Your task: A single number is the answer: the count of lines in the listing below that contain "main".

Dataset content:

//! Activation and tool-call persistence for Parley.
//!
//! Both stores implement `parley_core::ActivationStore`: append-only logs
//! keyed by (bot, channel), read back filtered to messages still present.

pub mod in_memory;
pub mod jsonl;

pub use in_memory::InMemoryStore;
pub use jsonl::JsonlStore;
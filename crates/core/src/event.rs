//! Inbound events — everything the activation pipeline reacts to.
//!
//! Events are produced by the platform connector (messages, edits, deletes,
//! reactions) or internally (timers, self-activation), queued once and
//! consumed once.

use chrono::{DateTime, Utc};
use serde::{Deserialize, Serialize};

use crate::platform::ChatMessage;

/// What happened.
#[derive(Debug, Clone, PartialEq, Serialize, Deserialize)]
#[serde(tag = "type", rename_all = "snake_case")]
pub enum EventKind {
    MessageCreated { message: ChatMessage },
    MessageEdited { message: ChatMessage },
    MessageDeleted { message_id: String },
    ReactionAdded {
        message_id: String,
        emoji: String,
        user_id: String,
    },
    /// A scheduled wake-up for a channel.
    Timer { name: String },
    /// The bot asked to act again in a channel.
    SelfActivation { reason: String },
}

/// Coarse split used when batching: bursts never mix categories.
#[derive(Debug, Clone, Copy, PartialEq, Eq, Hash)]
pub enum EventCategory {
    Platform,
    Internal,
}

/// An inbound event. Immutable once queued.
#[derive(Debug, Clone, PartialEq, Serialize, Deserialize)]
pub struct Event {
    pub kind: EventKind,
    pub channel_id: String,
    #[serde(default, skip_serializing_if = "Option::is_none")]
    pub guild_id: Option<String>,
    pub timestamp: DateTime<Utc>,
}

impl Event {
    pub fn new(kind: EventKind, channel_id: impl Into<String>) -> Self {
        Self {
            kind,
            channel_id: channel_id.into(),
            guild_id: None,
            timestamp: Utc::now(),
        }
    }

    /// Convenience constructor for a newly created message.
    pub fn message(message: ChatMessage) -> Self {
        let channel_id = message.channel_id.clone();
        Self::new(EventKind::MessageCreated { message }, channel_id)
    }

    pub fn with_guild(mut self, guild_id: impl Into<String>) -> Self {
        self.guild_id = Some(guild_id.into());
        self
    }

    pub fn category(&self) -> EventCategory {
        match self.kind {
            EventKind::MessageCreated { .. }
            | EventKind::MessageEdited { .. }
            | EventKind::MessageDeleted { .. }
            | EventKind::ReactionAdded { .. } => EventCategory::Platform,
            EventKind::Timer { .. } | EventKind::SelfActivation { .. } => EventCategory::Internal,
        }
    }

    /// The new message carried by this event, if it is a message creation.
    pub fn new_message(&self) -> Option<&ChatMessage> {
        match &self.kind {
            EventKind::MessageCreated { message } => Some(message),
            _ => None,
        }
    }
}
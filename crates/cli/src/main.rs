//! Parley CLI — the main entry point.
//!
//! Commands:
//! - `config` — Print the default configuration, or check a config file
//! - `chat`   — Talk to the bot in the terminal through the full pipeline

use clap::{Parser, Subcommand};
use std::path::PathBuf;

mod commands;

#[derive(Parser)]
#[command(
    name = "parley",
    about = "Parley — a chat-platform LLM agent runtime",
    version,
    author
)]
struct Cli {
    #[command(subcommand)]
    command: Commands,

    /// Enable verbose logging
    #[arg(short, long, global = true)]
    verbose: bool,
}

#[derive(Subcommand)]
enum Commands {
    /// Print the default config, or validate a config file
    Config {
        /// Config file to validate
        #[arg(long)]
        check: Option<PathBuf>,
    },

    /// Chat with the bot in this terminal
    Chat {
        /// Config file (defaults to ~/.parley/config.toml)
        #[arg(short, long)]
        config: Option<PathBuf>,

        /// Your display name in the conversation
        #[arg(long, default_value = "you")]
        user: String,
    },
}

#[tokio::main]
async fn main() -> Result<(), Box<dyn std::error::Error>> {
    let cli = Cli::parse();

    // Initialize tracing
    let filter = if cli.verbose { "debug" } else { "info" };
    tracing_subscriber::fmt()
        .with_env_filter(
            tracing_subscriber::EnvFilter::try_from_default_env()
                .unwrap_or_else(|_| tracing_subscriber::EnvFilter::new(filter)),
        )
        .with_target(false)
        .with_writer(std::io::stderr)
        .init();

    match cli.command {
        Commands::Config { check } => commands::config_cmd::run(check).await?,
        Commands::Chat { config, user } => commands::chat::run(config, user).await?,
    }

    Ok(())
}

Answer section: 4